My walk on Friday took me along our neighbor's [(Dale Hayes] back fence and for the first time I could see the old house located just behind and beyond the barn.
Big Creek takes a bend just here and the ledge gives way to open ground. Beyond our neighbors' thoroughly modern home a gravel road appears to cross the creek and wind out to the old homestead.
This building would, I believe, have been used as the farmhouse. Setting foot in any of these relics would likely be an unsafe prospect: rotting boards, crumbled walls, termite-riddled floors which could give way underfoot, to say nothing of the possibility of rats, bats, snakes and creepy-crawlies who might be the only residents.

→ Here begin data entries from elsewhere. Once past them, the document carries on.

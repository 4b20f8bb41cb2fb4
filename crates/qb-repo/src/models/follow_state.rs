use anyhow::Result;
use chrono::{DateTime, Utc};
use serde::{Deserialize, Serialize};
use sqlx::PgPool;
use uuid::Uuid;

/// Per-tender operator annotations. Lazily created on the first flag or note
/// write; cascade-deleted with its tender.
#[derive(Debug, Clone, Serialize, Deserialize, sqlx::FromRow)]
pub struct FollowState {
    pub id: Uuid,
    pub tender_id: Uuid,
    pub is_favorite: bool,
    pub is_bid_submitted: bool,
    pub is_hidden: bool,
    pub note: Option<String>,
    pub created_at: DateTime<Utc>,
    pub updated_at: DateTime<Utc>,
}

impl FollowState {
    async fn upsert(
        tender_id: Uuid,
        is_favorite: bool,
        is_bid_submitted: bool,
        is_hidden: bool,
        note: Option<&str>,
        pool: &PgPool,
    ) -> Result<Self> {
        sqlx::query_as::<_, Self>(
            r#"
            INSERT INTO follow_states (tender_id, is_favorite, is_bid_submitted, is_hidden, note)
            VALUES ($1, $2, $3, $4, $5)
            ON CONFLICT (tender_id) DO UPDATE SET
                is_favorite = EXCLUDED.is_favorite,
                is_bid_submitted = EXCLUDED.is_bid_submitted,
                is_hidden = EXCLUDED.is_hidden,
                note = EXCLUDED.note,
                updated_at = NOW()
            RETURNING *
            "#,
        )
        .bind(tender_id)
        .bind(is_favorite)
        .bind(is_bid_submitted)
        .bind(is_hidden)
        .bind(note)
        .fetch_one(pool)
        .await
        .map_err(Into::into)
    }

    pub async fn find_for(tender_id: Uuid, pool: &PgPool) -> Result<Option<Self>> {
        sqlx::query_as::<_, Self>("SELECT * FROM follow_states WHERE tender_id = $1")
            .bind(tender_id)
            .fetch_optional(pool)
            .await
            .map_err(Into::into)
    }

    /// Marks a tender favorite, preserving its other flags and note.
    pub async fn set_favorite(tender_id: Uuid, favorite: bool, pool: &PgPool) -> Result<Self> {
        let current = Self::find_for(tender_id, pool).await?;
        Self::upsert(
            tender_id,
            favorite,
            current.as_ref().map(|f| f.is_bid_submitted).unwrap_or(false),
            current.as_ref().map(|f| f.is_hidden).unwrap_or(false),
            current.as_ref().and_then(|f| f.note.as_deref()),
            pool,
        )
        .await
    }

    /// Marks a bid submitted. Auto-enables favorite: is-bid-submitted
    /// implies is-favorite.
    pub async fn set_bid_submitted(tender_id: Uuid, submitted: bool, pool: &PgPool) -> Result<Self> {
        let current = Self::find_for(tender_id, pool).await?;
        let is_favorite = submitted || current.as_ref().map(|f| f.is_favorite).unwrap_or(false);
        Self::upsert(
            tender_id,
            is_favorite,
            submitted,
            current.as_ref().map(|f| f.is_hidden).unwrap_or(false),
            current.as_ref().and_then(|f| f.note.as_deref()),
            pool,
        )
        .await
    }

    /// Hides a tender. Disables favorite and bidding: is-hidden implies
    /// neither of the other two flags.
    pub async fn set_hidden(tender_id: Uuid, hidden: bool, pool: &PgPool) -> Result<Self> {
        let current = Self::find_for(tender_id, pool).await?;
        let (is_favorite, is_bid_submitted) = if hidden {
            (false, false)
        } else {
            (
                current.as_ref().map(|f| f.is_favorite).unwrap_or(false),
                current.as_ref().map(|f| f.is_bid_submitted).unwrap_or(false),
            )
        };
        Self::upsert(
            tender_id,
            is_favorite,
            is_bid_submitted,
            hidden,
            current.as_ref().and_then(|f| f.note.as_deref()),
            pool,
        )
        .await
    }

    pub async fn set_note(tender_id: Uuid, note: &str, pool: &PgPool) -> Result<Self> {
        let current = Self::find_for(tender_id, pool).await?;
        Self::upsert(
            tender_id,
            current.as_ref().map(|f| f.is_favorite).unwrap_or(false),
            current.as_ref().map(|f| f.is_bid_submitted).unwrap_or(false),
            current.as_ref().map(|f| f.is_hidden).unwrap_or(false),
            Some(note),
            pool,
        )
        .await
    }
}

In some cases, we're told, families 'died out'--no one left with an interest in carrying on a hard-scrabble farm or living in a house which needed a small fortune in updates and repairs.
As we've driven around our county and those adjacent, we've often seen where a newer house has been erected on a property, frequently in front of or beside an older dwelling.

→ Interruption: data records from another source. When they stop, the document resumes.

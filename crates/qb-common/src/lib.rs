pub mod env_config;
pub mod error;
pub mod settings;

pub use env_config::EnvConfig;
pub use error::QuickBuyError;
pub use settings::Settings;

Perhaps for a time the original building was repurposed for storage or even as a tenant house.
Jim suspects that in some cases where a property has been passed down in a family, no one wants to make the decision to pull down or bulldoze the place where dear grandparents lived.
And so the houses and barns sag and crumble, leaning precariously, doors and windows gaping, chimneys tumbled, sections of roofing twisted off to lie rusting in a jungle of weeds.
This is a climate where weeds and vines left unchecked can smother a building in a few short years.
The heavy growth shades the walls creating an ideal climate for mildew and rot. Vine-y tendrils pierce the tender wood of old clapboards, swelling and spreading, nails are wrenched out of place.
Such underpinnings as the buildings once boasted have shifted or fallen away.
I look at these old places as we drive slowly past and try to imagine smoke from a supper fire feathering out of the shattered chimneys, windows gleaming and decked with crisp curtains. I wonder about the families who lived there, their names and their stories.
I can picture dooryards scythed or mowed, paths edged with flowers in summer, a wash flapping on the clothesline.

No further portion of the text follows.